What are the risks of liposuction?

There are more risks with liposuction due to the fat and its surrounding tissues becoming necrotic (dead tissue). If the fat becomes necrotic from lack of blood supply, the fat tends to turn orange-ish clear and drain from the incision.  If the tissue becomes necrotic, that's a completely different story.  You must have the tissue removed before a major infection develops, possibly causing gangrene.  Even with the ultrasonic technique, patients have been known to receive actual burns from the ultrasonic technique.  The fat is actually melted within the body by 'exciting' the fat molecules with high frequency radio waves and is suctioned out.  There may be asymmetry, hyper-pigmentation (permanent dark spots) from the bruising.  Major blood loss is a factor is some cases.  As is hematoma and infection.  Liposuction is NOT the way to lose weight.

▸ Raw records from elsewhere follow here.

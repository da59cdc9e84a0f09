//! Earliest-arrival-per-destination reduction.
//!
//! The edge-source contract asks for one edge per neighbour: the one that
//! gets there first. Any store that can list qualifying departures can run
//! them through [`earliest_per_destination`] to satisfy it.

use std::collections::BTreeMap;
use std::collections::btree_map::Entry;

use crate::domain::{Departure, Station};
use crate::planner::NextEdge;

/// Keep, for each destination, the departure that arrives earliest.
///
/// Equal arrival times are broken by the smaller (older) departure id, so
/// the choice never depends on iteration order. Results are ordered by
/// destination station.
pub fn earliest_per_destination<'a>(
    candidates: impl IntoIterator<Item = &'a Departure>,
) -> Vec<NextEdge> {
    let mut best: BTreeMap<&Station, &Departure> = BTreeMap::new();

    for departure in candidates {
        match best.entry(departure.to()) {
            Entry::Vacant(slot) => {
                slot.insert(departure);
            }
            Entry::Occupied(mut slot) => {
                let current = slot.get();
                let key = (departure.arrive_time(), departure.id());
                if key < (current.arrive_time(), current.id()) {
                    slot.insert(departure);
                }
            }
        }
    }

    best.into_values()
        .map(|departure| NextEdge {
            to: departure.to().clone(),
            departure: departure.id(),
            price: departure.price(),
            arrive_time: departure.arrive_time(),
        })
        .collect()
}
//! Example: Parallel Ranged Download
//!
//! Downloads a URL with concurrent byte-range sub-requests, printing progress
//! as chunks land. Servers without range support fall back to a single GET
//! transparently.
//!
//! # Usage
//!
//! ```bash
//! # Download into a file
//! cargo run --example ranged_download -- https://example.com/large.bin large.bin
//!
//! # Download into memory and print a summary
//! cargo run --example ranged_download -- https://example.com/large.bin
//! ```
//!
//! Set `RUST_LOG=rangefetch=debug` to watch the probe and worker dispatch.

use std::env;
use std::time::Duration;

use rangefetch::{FetchRequest, RangeTripper, RetryClient};
use tokio::sync::mpsc;

#[tokio::main]
async fn main() -> Result<(), Box<dyn std::error::Error>> {
    tracing_subscriber::fmt()
        .with_env_filter(tracing_subscriber::EnvFilter::from_default_env())
        .init();

    let args: Vec<String> = env::args().collect();

    if args.len() < 2 {
        eprintln!("Usage: ranged_download <url> [output-file]");
        eprintln!();
        eprintln!("Examples:");
        eprintln!("  ranged_download https://example.com/large.bin large.bin");
        eprintln!("  ranged_download https://example.com/large.bin");
        std::process::exit(1);
    }

    let url = &args[1];
    let output = args.get(2);

    let mut tripper = RangeTripper::new(8);
    tripper.set_client(RetryClient::new(
        3,
        Duration::from_millis(250),
        Duration::from_secs(30),
    )?);

    let (tx, mut rx) = mpsc::channel(32);
    let reporter = tokio::spawn(async move {
        let total = rx.recv().await.unwrap_or(0);
        let mut received = 0u64;
        while let Some(bytes) = rx.recv().await {
            received += bytes;
            if total > 0 {
                println!("  {received}/{total} bytes ({:.1}%)", received as f64 / total as f64 * 100.0);
            } else {
                println!("  {received} bytes");
            }
        }
        received
    });

    let mut request = FetchRequest::get(url)?.progress(tx);
    if let Some(path) = output {
        request = request.output_file(path);
    }

    println!("Downloading {url}");
    let response = tripper.round_trip(request).await?;
    let received = reporter.await?;

    println!();
    println!("=== Download Complete ===");
    println!("  Status: {}", response.status());
    println!("  Bytes received: {received}");
    match output {
        Some(path) => println!("  Written to: {path}"),
        None => println!("  In-memory body: {} bytes", response.body().len()),
    }

    Ok(())
}
/// Fetches one chunk and writes it at its absolute offset.
async fn fetch_chunk(
    client: &dyn RequestClient,
    url: &Url,
    headers: &HeaderMap,
    chunk: &Chunk,
    sink: &OutputSink,
    cancel: &CancellationToken,
) -> FetchResult<()> {
    let mut request = Request::new(Method::GET, url.clone());
    *request.headers_mut() = headers.clone();

    let range = format!("bytes={}-{}", chunk.range.start, chunk.range.end - 1);
    request.headers_mut().insert(
        RANGE,
        HeaderValue::from_str(&range).map_err(std::io::Error::other)?,
    );

    let response = tokio::select! {
        result = client.execute(request) => result?,
        () = cancel.cancelled() => return Err(FetchError::Cancelled),
    };

    let status = response.status();
    if !status.is_success() {
        return Err(FetchError::Http {
            status: status.as_u16(),
            message: status.canonical_reason().unwrap_or("Unknown error").into(),
        });
    }

    // Read the chunk fully, then write it in one shot so the sink sees a
    // single contiguous write per region.
    let body = tokio::select! {
        result = response.bytes() => result?,
        () = cancel.cancelled() => return Err(FetchError::Cancelled),
    };

    sink.write_at(chunk.range.start, &body).await
}

/// Parses a `Content-Length` header value that is known to be present.
fn parse_content_length(value: &HeaderValue) -> FetchResult<u64> {
    let text = value
        .to_str()
        .map_err(|_| FetchError::ContentLengthNumeric {
            value: format!("{value:?}"),
        })?;

    text.trim()
        .parse()
        .map_err(|_| FetchError::ContentLengthNumeric { value: text.into() })
}
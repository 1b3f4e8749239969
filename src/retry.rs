//! A retrying HTTP client for individual sub-requests.

use std::time::Duration;

use async_trait::async_trait;
use reqwest::{Request, Response};
use tracing::debug;

use crate::client::RequestClient;
use crate::error::{FetchError, FetchResult};

/// Delay policy between retry attempts.
#[derive(Debug, Clone, Copy)]
enum Backoff {
    /// The same delay before every retry.
    Constant(Duration),
    /// `initial * 2^(attempt - 1)`: doubles after each failed attempt.
    Exponential(Duration),
}

impl Backoff {
    /// Delay to wait before the given attempt (1-based; attempt 0 never waits).
    fn delay(self, attempt: u32) -> Duration {
        match self {
            Backoff::Constant(every) => every,
            Backoff::Exponential(initial) => initial * (1 << (attempt - 1)),
        }
    }
}

/// An HTTP client that retries failed requests with a bounded backoff.
///
/// Transport errors and non-2xx statuses outside `[400, 500)` are retried up
/// to `retries` additional times; a 4xx status is surfaced immediately as
/// [`FetchError::NonRetriableStatus`] since repeating the request cannot
/// change the answer. Each attempt runs under its own timeout.
///
/// Install one on a [`RangeTripper`](crate::RangeTripper) with `set_client`
/// so chunk fetches survive transient faults without sinking the whole
/// download.
#[derive(Debug, Clone)]
pub struct RetryClient {
    client: reqwest::Client,
    retries: u32,
    backoff: Backoff,
}

impl RetryClient {
    /// Creates a client that retries `retries` times, waiting `every` between
    /// attempts, with `timeout` applied to each attempt.
    ///
    /// # Errors
    ///
    /// Returns an error if the underlying HTTP client cannot be built.
    pub fn new(retries: u32, every: Duration, timeout: Duration) -> FetchResult<Self> {
        Self::with_backoff(retries, Backoff::Constant(every), timeout)
    }

    /// Creates a client that retries `retries` times, waiting `initially`
    /// before the first retry and exponentially longer before each one after,
    /// with `timeout` applied to each attempt.
    ///
    /// # Errors
    ///
    /// Returns an error if the underlying HTTP client cannot be built.
    pub fn with_exponential_backoff(
        retries: u32,
        initially: Duration,
        timeout: Duration,
    ) -> FetchResult<Self> {
        Self::with_backoff(retries, Backoff::Exponential(initially), timeout)
    }

    fn with_backoff(retries: u32, backoff: Backoff, timeout: Duration) -> FetchResult<Self> {
        let client = reqwest::Client::builder()
            .timeout(timeout)
            .connect_timeout(timeout)
            .build()?;

        Ok(Self {
            client,
            retries,
            backoff,
        })
    }

    /// Runs a single attempt and classifies the outcome.
    async fn attempt(&self, request: Request) -> FetchResult<Response> {
        let response = self.client.execute(request).await?;
        let status = response.status();

        if status.is_client_error() {
            return Err(FetchError::NonRetriableStatus {
                status: status.as_u16(),
            });
        }

        if !status.is_success() {
            return Err(FetchError::Http {
                status: status.as_u16(),
                message: status.canonical_reason().unwrap_or("Unknown error").into(),
            });
        }

        Ok(response)
    }
}

#[async_trait]
impl RequestClient for RetryClient {
    async fn execute(&self, request: Request) -> FetchResult<Response> {
        let mut last_error = None;

        for attempt in 0..=self.retries {
            if attempt > 0 {
                tokio::time::sleep(self.backoff.delay(attempt)).await;
            }

            // A request with a streamed body cannot be replayed; hand it to
            // the underlying client once and let that attempt stand.
            let Some(req) = request.try_clone() else {
                return self.attempt(request).await;
            };

            match self.attempt(req).await {
                Ok(response) => return Ok(response),
                Err(e) => {
                    // Only retry on outcomes that can change: transport
                    // faults and 3xx/5xx statuses.
                    let should_retry =
                        matches!(&e, FetchError::Network(_) | FetchError::Http { .. });

                    if should_retry && attempt < self.retries {
                        debug!(attempt, error = %e, "request attempt failed, retrying");
                        last_error = Some(e);
                        continue;
                    }
                    return Err(e);
                }
            }
        }

        Err(last_error.unwrap_or_else(|| FetchError::Http {
            status: 0,
            message: "Max retries exceeded".into(),
        }))
    }
}

#[cfg(test)]
mod tests {
    use super::*;

    #[test]
    fn constant_backoff_is_flat() {
        let backoff = Backoff::Constant(Duration::from_millis(10));
        assert_eq!(backoff.delay(1), Duration::from_millis(10));
        assert_eq!(backoff.delay(2), Duration::from_millis(10));
        assert_eq!(backoff.delay(5), Duration::from_millis(10));
    }

    #[test]
    fn exponential_backoff_doubles() {
        let backoff = Backoff::Exponential(Duration::from_millis(10));
        assert_eq!(backoff.delay(1), Duration::from_millis(10));
        assert_eq!(backoff.delay(2), Duration::from_millis(20));
        assert_eq!(backoff.delay(3), Duration::from_millis(40));
        assert_eq!(backoff.delay(4), Duration::from_millis(80));
    }
}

Another risk of liposuction* is pulmonary Thromboemboli.   A thromboebolus is a blood clot and this blood clot can break free and travel to the lungs resulting in pulmonary Thromboemboli.  This can put a patient into adult breathing distress and subsequently into cardiac arrest or coma - leading to the patient becoming 'brain dead' shortly thereafter or in a vegetative state from loss of oxygen to the brain.  Pulmonary Thromboemboli can happen within three weeks of the surgery but will most likely show symptoms of shortness of breath and fatigue within the first 72 hours.  However, pulmonary Thromboemboli can occur suddenly, without warning.  Most patients with P.E. collapse and begin rapid deterioration after attempting to climb a flight of stairs.

*facial liposuction risks are far less than body liposuction due to the amount of fat that is suctioned and disrupted.